Last year I missed the whole event because I was working 80 hours a week.

This year, I am not nursing.

Tobias was down to the occasional toddler drive-by (which often brought cartoonish Bungee-jumping from the Nipple images to mind)- his way of reconnecting when I was actually around despite my brutal schedule.  And night times.  He would nurse just a few minutes, I’d become antsy and tell him gently, “I need you to be done now please” and he would roll over and go to sleep. 

Sometimes it was awful at the end.  Nursing while pregnant with my second was too painful for me.  I cried more than once, begging him to let me go, sometimes in front of others, like my sister- who kindly offered no advice.  He would fall asleep and get really toothy, but refuse to let go.  Saving myself resulted in his exhausted, I-need-help-sleeping  screaming that did nothing to reduce the stress.

About a month before his second birthday, he went five days without asking for milk.  Then when he asked for it, I told him it was all gone.  “Do you want some milk in a cup?”  Yes, he said.  And I thought that was it.

About two weeks later, tired and clingy, Tobias realized the full extent of his weaning, and mourned the end of our nursing by weeping in my arms for two hours.  I focused so hard on my empathy for him simply to drown out my own feelings.  The quiet “I know”s and “I’m so sorry”s whispered to my rocking child weren’t enough to take the edge off my memory of that day.
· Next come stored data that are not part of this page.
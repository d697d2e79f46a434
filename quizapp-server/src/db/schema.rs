//! Table creation for questions and choices
//!
//! Idempotent: every statement uses IF NOT EXISTS, so this runs on each
//! startup. There is no schema versioning.

use sqlx::PgPool;

use super::DbError;

/// Create the `questions` and `choices` tables if they don't exist yet.
pub async fn ensure_schema(pool: &PgPool) -> Result<(), DbError> {
    tracing::info!("Ensuring quiz schema...");

    sqlx::query(
        r#"
        CREATE TABLE IF NOT EXISTS questions (
            id SERIAL PRIMARY KEY,
            question_text TEXT NOT NULL
        )
        "#,
    )
    .execute(pool)
    .await?;

    sqlx::query(
        r#"
        CREATE TABLE IF NOT EXISTS choices (
            id SERIAL PRIMARY KEY,
            choice_text TEXT NOT NULL,
            is_correct BOOLEAN NOT NULL,
            question_id INTEGER NOT NULL REFERENCES questions(id)
        )
        "#,
    )
    .execute(pool)
    .await?;

    sqlx::query("CREATE INDEX IF NOT EXISTS idx_choices_question ON choices(question_id)")
        .execute(pool)
        .await?;

    tracing::info!("Quiz schema ready");
    Ok(())
}

#[cfg(test)]
mod tests {
    use super::*;
    use crate::db::create_pool;

    #[tokio::test]
    #[ignore = "requires database"]
    async fn ensure_schema_is_idempotent() {
        let url = std::env::var("DATABASE_URL").expect("DATABASE_URL required");
        let pool = create_pool(&url).await.expect("pool creation failed");

        ensure_schema(&pool).await.expect("first run");
        ensure_schema(&pool).await.expect("second run");
    }
}
//! Domain models with validation at construction
//!
//! Request payloads are validated into these types before any
//! persistence call. Invalid input returns ValidationError, not panic.

pub mod validation;
pub mod question;
pub mod choice;

pub use validation::ValidationError;
pub use question::{NewQuestion, Question, QuestionText};
pub use choice::{Choice, ChoiceText, NewChoice};
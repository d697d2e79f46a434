//! Root greeting and health check endpoints

use std::sync::Arc;

use axum::{extract::State, http::StatusCode, routing::get, Json, Router};
use serde::Serialize;
use serde_json::{json, Value};

use crate::http::server::AppState;

/// Health check response
#[derive(Serialize)]
pub struct HealthResponse {
    pub status: &'static str,
    pub version: &'static str,
    pub database: &'static str,
}

/// GET /
async fn root() -> Json<Value> {
    Json(json!({ "Hello": "World" }))
}

/// GET /health
async fn health(State(state): State<Arc<AppState>>) -> (StatusCode, Json<HealthResponse>) {
    match state.store.ping().await {
        Ok(()) => (
            StatusCode::OK,
            Json(HealthResponse {
                status: "ok",
                version: env!("CARGO_PKG_VERSION"),
                database: "ok",
            }),
        ),
        Err(e) => {
            tracing::warn!(error = %e, "health check: database unavailable");
            (
                StatusCode::SERVICE_UNAVAILABLE,
                Json(HealthResponse {
                    status: "degraded",
                    version: env!("CARGO_PKG_VERSION"),
                    database: "unavailable",
                }),
            )
        }
    }
}

/// Root and health routes
pub fn router() -> Router<Arc<AppState>> {
    Router::new()
        .route("/", get(root))
        .route("/health", get(health))
}
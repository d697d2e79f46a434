//! Question text validation and the persisted question row

use serde::Serialize;
use sqlx::FromRow;

use super::{NewChoice, ValidationError};

/// Question record from database
#[derive(Debug, Clone, PartialEq, Eq, Serialize, FromRow)]
pub struct Question {
    pub id: i32,
    pub question_text: String,
}

/// Validated question text
#[derive(Debug, Clone, PartialEq, Eq)]
pub struct QuestionText(String);

impl QuestionText {
    /// Create a new question text.
    ///
    /// # Rules
    /// - Non-empty (after trimming whitespace)
    ///
    /// # Example
    /// ```
    /// use quizapp_server::models::QuestionText;
    ///
    /// assert!(QuestionText::new("2+2?").is_ok());
    /// assert!(QuestionText::new("").is_err());
    /// assert!(QuestionText::new("   ").is_err());  // whitespace only
    /// ```
    pub fn new(s: &str) -> Result<Self, ValidationError> {
        let trimmed = s.trim();

        if trimmed.is_empty() {
            return Err(ValidationError::Empty {
                field: "question_text".into(),
            });
        }

        Ok(Self(trimmed.to_owned()))
    }

    /// Get the text as a string slice.
    pub fn as_str(&self) -> &str {
        &self.0
    }
}

impl AsRef<str> for QuestionText {
    fn as_ref(&self) -> &str {
        &self.0
    }
}

/// A fully validated question creation payload.
///
/// Choices keep their submitted order; that order becomes their id order
/// once persisted. Zero choices is allowed.
#[derive(Debug, Clone, PartialEq, Eq)]
pub struct NewQuestion {
    pub text: QuestionText,
    pub choices: Vec<NewChoice>,
}

impl NewQuestion {
    /// Validate raw question text and `(choice_text, is_correct)` pairs.
    ///
    /// Fails on the first invalid field, reporting choice positions as
    /// `choices[i].choice_text`.
    pub fn new<'a, I>(question_text: &str, choices: I) -> Result<Self, ValidationError>
    where
        I: IntoIterator<Item = (&'a str, bool)>,
    {
        let text = QuestionText::new(question_text)?;
        let choices = choices
            .into_iter()
            .enumerate()
            .map(|(idx, (choice_text, is_correct))| NewChoice::at(idx, choice_text, is_correct))
            .collect::<Result<Vec<_>, _>>()?;

        Ok(Self { text, choices })
    }
}

#[cfg(test)]
mod tests {
    use super::*;

    #[test]
    fn valid_texts() {
        assert!(QuestionText::new("2+2?").is_ok());
        assert!(QuestionText::new("a").is_ok());
    }

    #[test]
    fn rejects_whitespace_only() {
        assert!(matches!(
            QuestionText::new(" \t\n").unwrap_err(),
            ValidationError::Empty { .. }
        ));
    }

    #[test]
    fn trims_whitespace() {
        let text = QuestionText::new("  What is Rust?  ").unwrap();
        assert_eq!(text.as_str(), "What is Rust?");
    }

    #[test]
    fn new_question_keeps_choice_order() {
        let q = NewQuestion::new("2+2?", [("3", false), ("4", true)]).unwrap();
        assert_eq!(q.text.as_str(), "2+2?");
        let texts: Vec<_> = q.choices.iter().map(|c| c.text.as_str()).collect();
        assert_eq!(texts, ["3", "4"]);
        assert!(!q.choices[0].is_correct);
        assert!(q.choices[1].is_correct);
    }

    #[test]
    fn new_question_without_choices() {
        let q = NewQuestion::new("Open question", []).unwrap();
        assert!(q.choices.is_empty());
    }

    #[test]
    fn new_question_reports_choice_position() {
        let err = NewQuestion::new("2+2?", [("3", false), ("", true)]).unwrap_err();
        assert_eq!(
            err,
            ValidationError::Empty {
                field: "choices[1].choice_text".into()
            }
        );
    }

    #[test]
    fn question_text_checked_before_choices() {
        let err = NewQuestion::new("", [("", true)]).unwrap_err();
        assert_eq!(err.to_string(), "question_text cannot be empty");
    }
}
How were we going to get through this in time for me to nurse another baby in front of him?  How could I force this transition on my child, whose life-saving skin-to-skin time made nursing the foundation of our relationship?  It was crappy and inconvenient and I starved to death while we tried to figure out his Exorcist reflux, wearing a hole in the couch and trying to remember who else I was other than the Milk Truck, as Matt lovingly called me.  I was so relieved to be done.  But I needed Tobias to be ready too.  How could I prepare him and not betray him?


…Three months later, we are getting ready to welcome Tobias’s sister into the world.  He periodically checks in and reminds me that “there’s no more milk in there”.  Eventually, I began affirming that statement with my own: “Next time there is milk in there, it will be for the baby”.  “Milk for the baby?”  Yes, my love- yes…

God love toddlers, I am now looking forward to what comes next.  His remaining comfort measure is to shove his hands into my armpits.  Or anyone’s armpits, for that matter.  Whether he is frightened, or hurt, or ready to sleep…  “Armpit”, he sighs once he has a good grip with such happiness and satisfaction that nobody can deny him.

Not only did I have no idea that one little person could make me laugh so hard, but I really never expected that Tobias’s hilarious antics would be what could heal me through everything- even guilt.

Just the other day one of the less securely clad Barbies in our house revealed her plastic breasts.  Tobias happily stopped by every person he could find, showing us each that he had “Found it the milk!” with great self-satisfaction.   I sincerely hope that after his sister arrives, he will nurse his other toys.  In front of everyone.  I will laugh every time.